RIO GRANDE: The mighty Rio Grande begins its long journey to the Gulf of Mexico high in the San Juan. Look for good brown and rainbow trout fishing from Rio Grande Reservoir downstream to Del Norte. Fly-fishing is best June through July when stonefly and mayfly hatches dominate fish diets. The Gold Medal section from South Fork to Del Norte provides trophy brown trout. Location: West of Del Norte and north of South Fork to Creede. There is easy access to the river via highways 160 and 149. Much of the river is privately owned, but public access is excellent through numerous state leases.

ARKANSAS RIVER
With 150 miles of fishable water, much of it accessible to the public, and wild brown trout reproducing naturally in its upper reaches, the Arkansas River provides some of the best fly fishing in Colorado. This is a freestone river from Leadville all the way to Pueblo. It contains mostly browns averaging 12 to 14 inches, with trophy fish up to 22 inches. Rainbows are a rare treat with average sizes from 14 to 18 inches.

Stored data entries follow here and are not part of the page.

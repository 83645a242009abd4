use crate::dto::dashboard_dto::{DashboardResponse, GalleryItem, WorkloadEntry};
use crate::models::task::{STATUS_COMPLETED, STATUS_PENDING};
use crate::repositories::task_repository::TaskRepository;
use crate::utils::errors::AppResult;
use chrono::NaiveDate;
use sqlx::PgPool;

/// Tamaño de la galería de fotos recientes del panel
const GALLERY_LIMIT: i64 = 8;

pub struct DashboardController {
    tasks: TaskRepository,
}

impl DashboardController {
    pub fn new(pool: PgPool) -> Self {
        Self {
            tasks: TaskRepository::new(pool),
        }
    }

    pub async fn overview(&self, today: NaiveDate) -> AppResult<DashboardResponse> {
        let total_tasks = self.tasks.total_count().await?;
        let completed_tasks = self.tasks.count_by_status(STATUS_COMPLETED).await?;
        let pending_tasks = self.tasks.count_by_status(STATUS_PENDING).await?;
        let overdue = self.tasks.overdue_count(today).await?;

        let workload = self
            .tasks
            .workload_by_technician()
            .await?
            .into_iter()
            .map(WorkloadEntry::from)
            .collect();

        let gallery = self
            .tasks
            .latest_after_photos(GALLERY_LIMIT)
            .await?
            .into_iter()
            .map(GalleryItem::from)
            .collect();

        Ok(DashboardResponse {
            total_tasks,
            completed_tasks,
            pending_tasks,
            overdue,
            workload,
            gallery,
        })
    }
}
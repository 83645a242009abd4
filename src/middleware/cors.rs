//! Middleware de CORS
//!
//! Este módulo maneja la configuración de CORS para permitir
//! requests desde diferentes orígenes.

use axum::http::{HeaderName, HeaderValue, Method};
use tower_http::cors::CorsLayer;

/// Crear middleware de CORS configurado para desarrollo
/// NOTA: Permite cualquier origen - solo para desarrollo
pub fn cors_middleware() -> CorsLayer {
    CorsLayer::very_permissive()
}

/// Crear middleware de CORS con orígenes específicos
pub fn cors_middleware_with_origins(origins: Vec<String>) -> CorsLayer {
    let mut cors = CorsLayer::new();

    for origin in origins {
        if let Ok(header_value) = HeaderValue::from_str(&origin) {
            cors = cors.allow_origin(header_value);
        }
    }

    cors.allow_methods([Method::GET, Method::POST, Method::PUT, Method::DELETE, Method::OPTIONS])
        .allow_headers([
            HeaderName::from_static("content-type"),
            HeaderName::from_static("accept"),
            HeaderName::from_static("origin"),
            HeaderName::from_static("x-requested-with"),
        ])
        .allow_credentials(true)
        .max_age(std::time::Duration::from_secs(3600))
}
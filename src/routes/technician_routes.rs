use axum::{
    extract::{Path, State},
    routing::get,
    Json, Router,
};

use crate::controllers::technician_controller::TechnicianController;
use crate::dto::task_dto::TaskResponse;
use crate::dto::technician_dto::TechnicianResponse;
use crate::state::AppState;
use crate::utils::errors::AppError;

pub fn create_technician_router() -> Router<AppState> {
    Router::new()
        .route("/", get(list_technicians))
        .route("/:id/tasks", get(technician_tasks))
}

async fn list_technicians(
    State(state): State<AppState>,
) -> Result<Json<Vec<TechnicianResponse>>, AppError> {
    let controller = TechnicianController::new(state.pool.clone());
    let response = controller.list().await?;
    Ok(Json(response))
}

async fn technician_tasks(
    State(state): State<AppState>,
    Path(id): Path<i64>,
) -> Result<Json<Vec<TaskResponse>>, AppError> {
    let controller = TechnicianController::new(state.pool.clone());
    let response = controller.open_tasks(id).await?;
    Ok(Json(response))
}
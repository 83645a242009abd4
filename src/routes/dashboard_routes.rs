use axum::{extract::State, routing::get, Json, Router};
use chrono::Utc;

use crate::controllers::dashboard_controller::DashboardController;
use crate::dto::dashboard_dto::DashboardResponse;
use crate::state::AppState;
use crate::utils::errors::AppError;

pub fn create_dashboard_router() -> Router<AppState> {
    Router::new().route("/", get(dashboard))
}

async fn dashboard(State(state): State<AppState>) -> Result<Json<DashboardResponse>, AppError> {
    let controller = DashboardController::new(state.pool.clone());
    let response = controller.overview(Utc::now().date_naive()).await?;
    Ok(Json(response))
}
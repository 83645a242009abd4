//! Sistema de manejo de errores
//!
//! Este módulo define todos los tipos de errores del sistema
//! y su conversión a respuestas HTTP apropiadas.
//!
//! Las filas que se descartan en silencio (tarea duplicada, cantidad mal
//! formada, archivo no aceptado) y el agotamiento de capacidad NO son
//! errores: se registran en el log y se reportan como contadores.

use axum::{
    http::StatusCode,
    response::{IntoResponse, Response},
    Json,
};
use serde_json::json;
use thiserror::Error;

/// Errores principales de la aplicación
#[derive(Error, Debug)]
pub enum AppError {
    #[error("Database error: {0}")]
    Database(#[from] sqlx::Error),

    #[error("I/O error: {0}")]
    Io(#[from] std::io::Error),

    #[error("Validation error: {0}")]
    Validation(String),

    #[error("Not found: {0}")]
    NotFound(String),

    #[error("Bad request: {0}")]
    BadRequest(String),

    #[error("Internal server error: {0}")]
    Internal(String),
}

/// Respuesta de error para la API
#[derive(Debug, serde::Serialize)]
struct ErrorResponse {
    error: String,
    message: String,
    #[serde(skip_serializing_if = "Option::is_none")]
    details: Option<serde_json::Value>,
    #[serde(skip_serializing_if = "Option::is_none")]
    code: Option<String>,
}

impl IntoResponse for AppError {
    fn into_response(self) -> Response {
        let (status, error_response) = match self {
            AppError::Database(e) => {
                eprintln!("Database error: {}", e);
                (
                    StatusCode::INTERNAL_SERVER_ERROR,
                    ErrorResponse {
                        error: "Database Error".to_string(),
                        message: "An error occurred while accessing the database".to_string(),
                        details: Some(json!({ "sql_error": e.to_string() })),
                        code: Some("DB_ERROR".to_string()),
                    },
                )
            }

            AppError::Io(e) => {
                eprintln!("I/O error: {}", e);
                (
                    StatusCode::INTERNAL_SERVER_ERROR,
                    ErrorResponse {
                        error: "I/O Error".to_string(),
                        message: "An error occurred while accessing the file system".to_string(),
                        details: Some(json!({ "io_error": e.to_string() })),
                        code: Some("IO_ERROR".to_string()),
                    },
                )
            }

            AppError::Validation(msg) => {
                eprintln!("Validation error: {}", msg);
                (
                    StatusCode::BAD_REQUEST,
                    ErrorResponse {
                        error: "Validation Error".to_string(),
                        message: msg,
                        details: None,
                        code: Some("VALIDATION_ERROR".to_string()),
                    },
                )
            }

            AppError::NotFound(msg) => {
                eprintln!("Resource not found: {}", msg);
                (
                    StatusCode::NOT_FOUND,
                    ErrorResponse {
                        error: "Not Found".to_string(),
                        message: msg,
                        details: None,
                        code: Some("NOT_FOUND".to_string()),
                    },
                )
            }

            AppError::BadRequest(msg) => {
                eprintln!("Bad request: {}", msg);
                (
                    StatusCode::BAD_REQUEST,
                    ErrorResponse {
                        error: "Bad Request".to_string(),
                        message: msg,
                        details: None,
                        code: Some("BAD_REQUEST".to_string()),
                    },
                )
            }

            AppError::Internal(msg) => {
                eprintln!("Internal error: {}", msg);
                (
                    StatusCode::INTERNAL_SERVER_ERROR,
                    ErrorResponse {
                        error: "Internal Server Error".to_string(),
                        message: "An unexpected error occurred".to_string(),
                        details: Some(json!({ "internal_error": msg })),
                        code: Some("INTERNAL_ERROR".to_string()),
                    },
                )
            }
        };

        (status, Json(error_response)).into_response()
    }
}

/// Resultado tipado para operaciones que pueden fallar
pub type AppResult<T> = Result<T, AppError>;

/// Función helper para crear errores de recurso no encontrado
pub fn not_found_error(resource: &str, id: &str) -> AppError {
    AppError::NotFound(format!("{} with id '{}' not found", resource, id))
}

/// Función helper para crear errores de solicitud incorrecta
pub fn bad_request_error(message: &str) -> AppError {
    AppError::BadRequest(message.to_string())
}
//! Wasmtime engine configuration and creation.
//!
//! The [`WasmEngine`] is shared by the toolchain (which validates and links
//! programs against it) and by every preview session (which instantiates the
//! linked bundles). Both sides must agree on the engine configuration, so a
//! single instance is created at start-up and cloned cheaply.

use std::sync::Arc;

use tokio::task::JoinHandle;
use tracing::{debug, info};
use wasmtime::{Config, Engine, InstanceAllocationStrategy, PoolingAllocationConfig};

use playpen_common::{EngineConfig, RuntimeError};

/// Thread-safe WebAssembly engine wrapper.
///
/// The engine is configured with:
/// - **Async Support**: sessions run on the tokio runtime and yield
///   cooperatively, so a superseded session can be torn down mid-run
/// - **Fuel Metering**: deterministic CPU limiting for runaway programs
/// - **Epoch Interruption** (optional): wall-clock deadlines
/// - **Pooling Allocator** (optional)
#[derive(Clone)]
pub struct WasmEngine {
    engine: Arc<Engine>,
    config: EngineConfig,
}

impl WasmEngine {
    /// Create a new WebAssembly engine with the given configuration.
    ///
    /// # Errors
    ///
    /// Returns an error if the Wasmtime configuration is invalid or the
    /// pooling allocator cannot be initialized.
    pub fn new(config: &EngineConfig) -> Result<Self, RuntimeError> {
        let mut wasmtime_config = Config::new();

        wasmtime_config.async_support(true);

        // Stores without a fuel budget get an effectively unlimited one.
        wasmtime_config.consume_fuel(true);

        if config.epoch_interruption {
            wasmtime_config.epoch_interruption(true);
        }

        wasmtime_config.cranelift_opt_level(wasmtime::OptLevel::Speed);

        if config.pooling_allocator {
            let pooling_config = Self::create_pooling_config(config);

            wasmtime_config
                .allocation_strategy(InstanceAllocationStrategy::Pooling(pooling_config));

            info!(
                max_instances = config.max_instances,
                instance_memory_mb = config.instance_memory_mb,
                "Pooling allocator enabled"
            );
        }

        let engine = Engine::new(&wasmtime_config).map_err(|e| {
            RuntimeError::invalid_config(format!("Failed to create Wasmtime engine: {e}"))
        })?;

        info!("Wasmtime engine initialized");

        Ok(Self {
            engine: Arc::new(engine),
            config: config.clone(),
        })
    }

    fn create_pooling_config(config: &EngineConfig) -> PoolingAllocationConfig {
        let mut pooling = PoolingAllocationConfig::default();

        pooling.total_core_instances(config.max_instances);
        pooling.total_memories(config.max_instances);
        pooling.total_tables(config.max_instances);

        let max_memory_bytes = (config.instance_memory_mb as usize) * 1024 * 1024;
        pooling.max_memory_size(max_memory_bytes);

        pooling
    }

    /// Get a reference to the inner Wasmtime engine.
    pub fn inner(&self) -> &Engine {
        &self.engine
    }

    /// Get the engine configuration.
    pub fn config(&self) -> &EngineConfig {
        &self.config
    }

    /// Increment the epoch counter.
    pub fn increment_epoch(&self) {
        self.engine.increment_epoch();
    }

    /// Spawn the background task that advances the epoch.
    ///
    /// Returns `None` when epoch interruption is disabled. The task runs
    /// until the returned handle is aborted.
    pub fn spawn_epoch_ticker(&self) -> Option<JoinHandle<()>> {
        if !self.config.epoch_interruption {
            return None;
        }

        let engine = Arc::clone(&self.engine);
        let tick = self.config.epoch_tick();
        debug!(tick_ms = tick.as_millis(), "Starting epoch ticker");

        Some(tokio::spawn(async move {
            let mut interval = tokio::time::interval(tick);
            interval.set_missed_tick_behavior(tokio::time::MissedTickBehavior::Skip);
            loop {
                interval.tick().await;
                engine.increment_epoch();
            }
        }))
    }

    /// Check if the pooling allocator is enabled.
    pub fn is_pooling_enabled(&self) -> bool {
        self.config.pooling_allocator
    }
}

impl std::fmt::Debug for WasmEngine {
    fn fmt(&self, f: &mut std::fmt::Formatter<'_>) -> std::fmt::Result {
        f.debug_struct("WasmEngine")
            .field("pooling_allocator", &self.config.pooling_allocator)
            .field("epoch_interruption", &self.config.epoch_interruption)
            .finish_non_exhaustive()
    }
}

Pueblo Reservoir - Summer fishing has been somewhat disappointing here, but it usually gets better in the fall as wipers, walleyes, largemouth, smallmouth and spotted bass all become more active. The best fishing is from mid-September through October. Walleyes are in the shallows then and bass and wipers are feeding on surface-schooled shad. By December, most fish move into deeper water where they can only be caught deep-spooning. Anglers are requested to avoid this type of fishing, or to use barbless hooks, since undersized fish caught this way must be released and mortality is high. The size limit for bass is 15 inches and walleyes 18 inches. Although ice forms on the edges, there is enough open water to fish the reservoir all winter.

Big Meadows Reservoir - Fall fishing is good for trout and remains so until the snow flies. The road is not plowed and becomes inaccessible except to snowmobiles. Ice fishing is good until ice-out begins in late March.

La Jara Creek - Fishing for brown trout remains good into late October. After that the fish go into winter dormancy as the creek starts icing up, and do not become active again until April.

Rio Grande High Country Streams - Fishing has been excellent in the high country and anglers can expect good fall fishing for trout until the streams ice up in December. They will open up again in late March.

Rio Grande River - Fall is a great time to fish the Rio Grande when fishing pressure is at a minimum and the trout are still rising to flies. Dries: Orange Stimulator, Turk's Tarantula, caddis and a big Rusty Spinner for the evening. Regulations on most sections of the river require all rainbows to be returned to the water.

Road Canyon Reservoir - Boaters report fair fishing for stocked rainbow trout. Aquatic plant growth along the shoreline makes fishing difficult for shorecasters.